On 6/24/19 3:56 PM, Simon Glass wrote:
Hi Heinrich,

On Sat, 22 Jun 2019 at 20:37, Heinrich Schuchardt <xypron.g...@gmx.de> wrote:

On 6/22/19 9:10 PM, Simon Glass wrote:
On Fri, 14 Jun 2019 at 20:51, Heinrich Schuchardt <xypron.g...@gmx.de> wrote:

There is no good reason to limit the trace buffer to 2GiB on a 64bit
system. Adjust the types of the relevant parameters.

Signed-off-by: Heinrich Schuchardt <xypron.g...@gmx.de>
---
   cmd/trace.c      | 10 ++++------
   include/trace.h  |  6 +++---
   lib/trace.c      | 14 +++++++-------
   tools/proftool.c |  4 ++--
   4 files changed, 16 insertions(+), 18 deletions(-)

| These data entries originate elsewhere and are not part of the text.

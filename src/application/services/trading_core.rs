//! Trading core: the glue between the risk engine and the exchange adapter.
//!
//! Opening places the entry order first and records the position only on a
//! confirmed fill. Exits are evaluated per tick; when the sell fails the
//! position stays untouched so the next tick re-derives the same decision.

use crate::domain::entities::market::{MarketLimits, Ticker};
use crate::domain::entities::order::{ExecutionStyle, OrderIntent, OrderSide, OrderSize};
use crate::domain::entities::position::{EntryContext, Position, PositionSide};
use crate::domain::errors::TradeError;
use crate::domain::repositories::exchange_client::ExchangeClient;
use crate::domain::services::position_manager::{OpenRequest, PositionManager};
use crate::domain::value_objects::exit_decision::ExitDecision;
use crate::domain::value_objects::pnl::RealizedPnl;
use std::collections::HashMap;
use std::sync::{Arc, Mutex, PoisonError};
use tokio::sync::Mutex as AsyncMutex;
use tracing::{debug, info, warn};

/// Filled share of a full exit above which the position counts as closed
const FULL_EXIT_FILL_RATIO: f64 = 0.99;

#[derive(Debug, Clone)]
pub struct TradingConfig {
    /// Never attach the server-side stop leg; exits rely on local monitoring
    pub ghost_mode: bool,
    /// Style used for entries. Exits always take liquidity.
    pub entry_execution: ExecutionStyle,
    /// Reference capital for the circuit breaker
    pub initial_capital: f64,
    pub quote_asset: String,
}

impl Default for TradingConfig {
    fn default() -> Self {
        Self {
            ghost_mode: false,
            entry_execution: ExecutionStyle::Market,
            initial_capital: 1000.0,
            quote_asset: "EUR".to_string(),
        }
    }
}

/// Strategy-layer request to open (or average into) a position
#[derive(Debug, Clone)]
pub struct OpenPositionRequest {
    pub pair: String,
    pub size: OrderSize,
    pub stop_loss: Option<f64>,
    pub take_profit: Option<f64>,
    pub context: EntryContext,
}

impl OpenPositionRequest {
    pub fn notional(pair: &str, cost: f64) -> Self {
        Self {
            pair: pair.to_string(),
            size: OrderSize::Notional(cost),
            stop_loss: None,
            take_profit: None,
            context: EntryContext::default(),
        }
    }

    pub fn with_stop_loss(mut self, stop_loss: f64) -> Self {
        self.stop_loss = Some(stop_loss);
        self
    }

    pub fn with_take_profit(mut self, take_profit: f64) -> Self {
        self.take_profit = Some(take_profit);
        self
    }

    pub fn with_context(mut self, context: EntryContext) -> Self {
        self.context = context;
        self
    }
}

/// What an exit on one tick did
#[derive(Debug, Clone, PartialEq)]
pub struct ExitOutcome {
    pub decision: ExitDecision,
    pub realized: RealizedPnl,
    pub order_id: Option<String>,
    pub filled_quantity: f64,
}

pub struct TradingCore {
    exchange: Arc<dyn ExchangeClient>,
    engine: Arc<PositionManager>,
    config: TradingConfig,
    /// Held from the book check until the fill is recorded, so one pair
    /// never has two orders in flight
    pair_locks: Mutex<HashMap<String, Arc<AsyncMutex<()>>>>,
}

Wow it's going to take a very long time to transfer that much data
over your network.

Thanks for reviewing.

I am writing files with the traces to the mounted file system.

I activated traces in lib/efi_loader only and found several hundred
thousand function calls just to start Shell.efi which ended up in
exceeding the trace buffer. This is why want to lift unnecessary
restrictions.

What I still need to write is a script to analyze the traces to
calculate the gross and the net time spent in each function.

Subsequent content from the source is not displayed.